By inference, this analogy would also impact a particular aspect of field policing rampantly in practice in Delhi. The Delhi Police are in the habit of registering cross cases when fights occur between parties irrespective of which one of them is the aggressor. Unscrupulous police field officers either to save themselves the bother of in-depth investigation or often in connivance with the aggressor party resort to this highly unethical and improper approach to investigating a dispute, fight or a scuffle.

This happens often when a landlord desirous of evicting a tenant employs goons for the purpose, with or without prior collusion with the local police. When threats fail to get the tenant to vacate, the goons try to evict forcefully, invariably resulting in a scuffle or a fight when the poor hapless tenant resists forcible eviction. When the police land up in response to an emergency call to the control room, the right thing expected is for the police to arrest the aggressor, register a case and prosecute him. A shrewd policeman knows this well, and will ensure he doesn’t bungle on this requirement.

But more often than not the story does not end there. The aggressor would have found means for the police to register a counter case against the victim party too by engineering a sharp edged injury through a nail or broken glass. Attracting registration of a case under section 324 IPC for an injury in medico-legal parlance referred to merely as “simple-sharp”… and in the case of the loss of just a tooth an even tougher 325 IPC section for causing grievous hurt.

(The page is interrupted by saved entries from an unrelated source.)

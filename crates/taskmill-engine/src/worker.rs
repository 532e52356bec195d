//! Worker trait and the generic script-invocation worker.
//!
//! A worker is the mutable implementation behind one catalog entry. The
//! engine drives it through preprocess/process/postprocess and binds
//! declared parameters into it during the Prepare phase.

use std::collections::BTreeMap;
use std::sync::Arc;

use async_trait::async_trait;
use tracing::info;

use taskmill_core::Report;

use crate::error::EngineError;
use crate::meta::TaskMeta;

/// One task implementation instance, bound 1:1 to a catalog entry.
///
/// `preprocess` and `postprocess` default to no-ops; `process` is the main
/// work. All three receive the in-progress report and may stash output in
/// its extras. Errors are captured into the current phase by the engine,
/// never propagated out of an execution.
#[async_trait]
pub trait Worker: Send {
    /// Bind one resolved parameter value. Called during Prepare; a failure
    /// aborts the execution before any lifecycle phase runs.
    fn bind_param(&mut self, name: &str, value: &str) -> Result<(), EngineError>;

    async fn preprocess(&mut self, report: &mut Report) -> Result<(), EngineError> {
        let _ = report;
        Ok(())
    }

    async fn process(&mut self, report: &mut Report) -> Result<(), EngineError>;

    async fn postprocess(&mut self, report: &mut Report) -> Result<(), EngineError> {
        let _ = report;
        Ok(())
    }
}

/// A worker behind the lock that serializes executions against it.
pub type SharedWorker = Arc<tokio::sync::Mutex<Box<dyn Worker>>>;

/// Builds a worker for one declared identity. One factory may serve several
/// identities; it is called once per catalog entry.
pub type WorkerFactory = Arc<dyn Fn(&TaskMeta) -> Box<dyn Worker> + Send + Sync>;

/// Longest stdout tail kept in the report extras.
const MAX_OUTPUT_CHARS: usize = 2_000;

/// Generic worker for manifest-declared script tasks.
///
/// Bound parameters are exported as `TASKMILL_PARAM_<NAME>` environment
/// variables; the command runs through the platform shell. Exit status and
/// a stdout tail land in the report extras.
pub struct ScriptWorker {
    worker_id: String,
    command: String,
    params: BTreeMap<String, String>,
}

impl ScriptWorker {
    pub fn new(worker_id: impl Into<String>, command: impl Into<String>) -> Self {
        Self {
            worker_id: worker_id.into(),
            command: command.into(),
            params: BTreeMap::new(),
        }
    }

    fn shell_command(&self) -> tokio::process::Command {
        let mut cmd = if cfg!(target_os = "windows") {
            let mut c = tokio::process::Command::new("cmd");
            c.arg("/C").arg(&self.command);
            c
        } else {
            let mut c = tokio::process::Command::new("sh");
            c.arg("-c").arg(&self.command);
            c
        };
        for (name, value) in &self.params {
            cmd.env(format!("TASKMILL_PARAM_{}", name.to_uppercase()), value);
        }
        cmd
    }
}

#[async_trait]
impl Worker for ScriptWorker {
    fn bind_param(&mut self, name: &str, value: &str) -> Result<(), EngineError> {
        if name.is_empty() {
            return Err(EngineError::BindFailed(
                name.to_string(),
                "parameter name must not be empty".to_string(),
            ));
        }
        self.params.insert(name.to_string(), value.to_string());
        Ok(())
    }

    async fn process(&mut self, report: &mut Report) -> Result<(), EngineError> {
        info!(worker_id = %self.worker_id, command = %self.command, "Running script task");

        let output = self
            .shell_command()
            .output()
            .await
            .map_err(|e| EngineError::Script(format!("failed to spawn: {}", e)))?;

        let mut stdout = String::from_utf8_lossy(&output.stdout).into_owned();
        if stdout.chars().count() > MAX_OUTPUT_CHARS {
            stdout = stdout.chars().take(MAX_OUTPUT_CHARS).collect();
        }
        report.set_extra("exit_code", serde_json::json!(output.status.code()));
        report.set_extra("stdout", serde_json::json!(stdout));

        if output.status.success() {
            Ok(())
        } else {
            let stderr = String::from_utf8_lossy(&output.stderr);
            Err(EngineError::Script(format!(
                "exit status {:?}: {}",
                output.status.code(),
                stderr.trim()
            )))
        }
    }
}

And irrespective of the fact that he was the aggressor, the police very righteously obtain his complaint too to register a case against the victim tenant, at whose instance at best a minor case of trespassing would have been registered against the aggressor. Slightly different but similar modus operandi when money-bags have to be targeted. Very easy, like in an industrial dispute between a wealthy industrialist and his striking worker.

Such misuse of the important right of self defence not only in practice in police field formations, but even reflected in judicial attitude as evident in many judgments, has been sought to be remedied by justices Jain and Mathur: "Persons who are members of the aggressor party cannot claim right of self-defence". In most such cases, the assailant's plea of self-defence is based on injuries they received during the process of attack on the victims who tried to defend themselves causing small injuries to the aggressors.

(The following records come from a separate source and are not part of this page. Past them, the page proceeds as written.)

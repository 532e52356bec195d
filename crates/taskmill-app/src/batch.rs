//! Headless batch execution.
//!
//! Resolves every requested task before running anything, executes them
//! through the engine honoring per-task async flags, awaits all completion
//! handles, and serializes the report map for downstream consumers.

use std::collections::BTreeMap;
use std::path::Path;
use std::sync::Arc;

use tracing::{info, warn};

use taskmill_core::{PhaseResult, Report};
use taskmill_engine::{ExecOptions, ExecutionEngine, MillContext};

use crate::cli::Invocation;
use crate::error::BatchError;

/// Aggregated outcome of one batch run.
#[derive(Debug)]
pub struct BatchSummary {
    pub reports: BTreeMap<String, Report>,
    pub succeeded: bool,
}

impl BatchSummary {
    /// Process exit code: 0 when every task succeeded, 1 otherwise.
    pub fn exit_code(&self) -> u8 {
        if self.succeeded {
            0
        } else {
            1
        }
    }
}

/// Run all invocations and collect their reports.
///
/// Any unresolved task ID aborts the whole batch before anything executes.
/// Unlike the interactive submission path there is no sync-forcing merge
/// rule here; each task's explicit flag is trusted.
pub async fn run_batch(
    ctx: &Arc<MillContext>,
    invocations: Vec<Invocation>,
    results_path: Option<&Path>,
) -> Result<BatchSummary, BatchError> {
    for invocation in &invocations {
        if ctx.registry.resolve(&invocation.worker_id).is_none() {
            return Err(BatchError::UnknownTask(invocation.worker_id.clone()));
        }
    }

    let engine = ExecutionEngine::new(Arc::clone(ctx));
    let mut executions = Vec::with_capacity(invocations.len());
    for invocation in invocations {
        let execution = engine
            .execute(
                &invocation.worker_id,
                invocation.args,
                ExecOptions {
                    run_async: invocation.run_async,
                    batch_mode: true,
                },
            )
            .await?;
        executions.push(execution);
    }

    let mut reports = BTreeMap::new();
    let mut succeeded = true;
    for execution in executions {
        let worker_id = execution.worker_id().to_string();
        let report = execution.wait().await;
        if report.result() != PhaseResult::Succeeded {
            succeeded = false;
        }
        reports.insert(worker_id, report);
    }

    match results_path {
        Some(path) => {
            let content = serde_json::to_string_pretty(&reports)?;
            std::fs::write(path, content)?;
            info!(path = %path.display(), tasks = reports.len(), "Batch results written");
        }
        None => {
            warn!("No results path given; batch reports are not persisted");
        }
    }

    Ok(BatchSummary { reports, succeeded })
}

#[cfg(test)]
mod tests {
    use super::*;
    use async_trait::async_trait;

    use taskmill_core::{MillConfig, Platform};
    use taskmill_engine::{
        EngineError, MemoryStore, TaskDecl, Worker, WorkerFactory,
    };

    struct StubWorker {
        fail: bool,
    }

    #[async_trait]
    impl Worker for StubWorker {
        fn bind_param(&mut self, _name: &str, _value: &str) -> Result<(), EngineError> {
            Ok(())
        }

        async fn process(&mut self, report: &mut Report) -> Result<(), EngineError> {
            report.set_extra("ran", serde_json::json!(true));
            if self.fail {
                Err(EngineError::Process("stub failure".to_string()))
            } else {
                Ok(())
            }
        }
    }

    fn context_with(tasks: &[(&str, bool)]) -> Arc<MillContext> {
        let ctx = MillContext::for_platform(
            MillConfig::default(),
            Arc::new(MemoryStore::new()),
            Platform::Linux,
        );
        for (name, fail) in tasks {
            let fail = *fail;
            let factory: WorkerFactory = Arc::new(move |_meta| Box::new(StubWorker { fail }));
            ctx.registry
                .declare(TaskDecl::new(*name).group("Batch").run_async(false), factory);
        }
        ctx
    }

    fn invocation(worker_id: &str) -> Invocation {
        Invocation {
            worker_id: worker_id.to_string(),
            args: BTreeMap::new(),
            run_async: None,
        }
    }

    #[tokio::test]
    async fn test_batch_all_succeed_exit_zero() {
        let ctx = context_with(&[("one", false), ("two", false)]);
        let summary = run_batch(
            &ctx,
            vec![invocation("Batch/one"), invocation("Batch/two")],
            None,
        )
        .await
        .unwrap();
        assert!(summary.succeeded);
        assert_eq!(summary.exit_code(), 0);
        assert_eq!(summary.reports.len(), 2);
        assert_eq!(
            summary.reports["Batch/one"].result(),
            PhaseResult::Succeeded
        );
    }

    #[tokio::test]
    async fn test_batch_one_failure_exit_one() {
        let ctx = context_with(&[("ok", false), ("bad", true)]);
        let summary = run_batch(
            &ctx,
            vec![invocation("Batch/ok"), invocation("Batch/bad")],
            None,
        )
        .await
        .unwrap();
        assert!(!summary.succeeded);
        assert_eq!(summary.exit_code(), 1);
        assert_eq!(summary.reports["Batch/bad"].result(), PhaseResult::Failed);
        // The failing task still ran its full pipeline.
        assert_eq!(summary.reports["Batch/ok"].result(), PhaseResult::Succeeded);
    }

    #[tokio::test]
    async fn test_unresolved_id_aborts_whole_batch() {
        let ctx = context_with(&[("ok", false)]);
        let err = run_batch(
            &ctx,
            vec![invocation("Batch/ok"), invocation("Batch/missing")],
            None,
        )
        .await
        .unwrap_err();
        assert!(matches!(err, BatchError::UnknownTask(_)));
    }

    #[tokio::test]
    async fn test_results_file_holds_report_map() {
        let dir = tempfile::tempdir().unwrap();
        let path = dir.path().join("results.json");

        let ctx = context_with(&[("one", false)]);
        run_batch(&ctx, vec![invocation("Batch/one")], Some(&path))
            .await
            .unwrap();

        let content = std::fs::read_to_string(&path).unwrap();
        let map: BTreeMap<String, Report> = serde_json::from_str(&content).unwrap();
        assert_eq!(map.len(), 1);
        let report = &map["Batch/one"];
        assert_eq!(report.result(), PhaseResult::Succeeded);
        assert_eq!(report.extras["ran"], serde_json::json!(true));
        assert!(!report.phases.is_empty());
    }

    #[tokio::test]
    async fn test_async_flag_is_honored_per_task() {
        let ctx = context_with(&[("one", false)]);
        let mut inv = invocation("Batch/one");
        inv.run_async = Some(true);

        let summary = run_batch(&ctx, vec![inv], None).await.unwrap();
        let report = &summary.reports["Batch/one"];
        assert_eq!(report.extras["run_async"], serde_json::json!(true));
        assert_eq!(report.result(), PhaseResult::Succeeded);
    }
}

Britsh jurists have clarified how far a person could go to protect his home; pointing out that Common Law has always supported the principle that one could not retreat further than the bounds of one's home. To Victorian legislators the protection of the dwelling and its occupants was paramount, particularly in respect of the night-time offence of burglary. Section 31 of the Offences against the Person Act 1861 in England, made it an offence to set any spring-gun, 'man-trap' or other 'engine', with intent to inflict grievous bodily harm, except when set or placed from sunset to sunrise, in a dwelling house for the protection thereof.


Now explaining the basic principle underlying the doctrine of right to self-defence, the Indian judgement of Dec 8 has now ruled: "When an individual or his property is faced with a danger and immediate aid from state machinery is not readily available, that individual is entitled to protect himself and his property.” The person facing threat to life and property is entitled to use force or even cause death of the assailant. But the force used to defend "must not be unduly disproportionate to the injury which is sought to be averted or which is reasonably apprehended".

"The means and force a threatened person adopts at the spur of the moment to ward off the danger and to save himself or his property cannot be weighed in golden scale" the judgement has further said, clarifying however that “the exercise of the right of private defence can never be vindictive or malicious as this would be repugnant to the very concept of private defence”.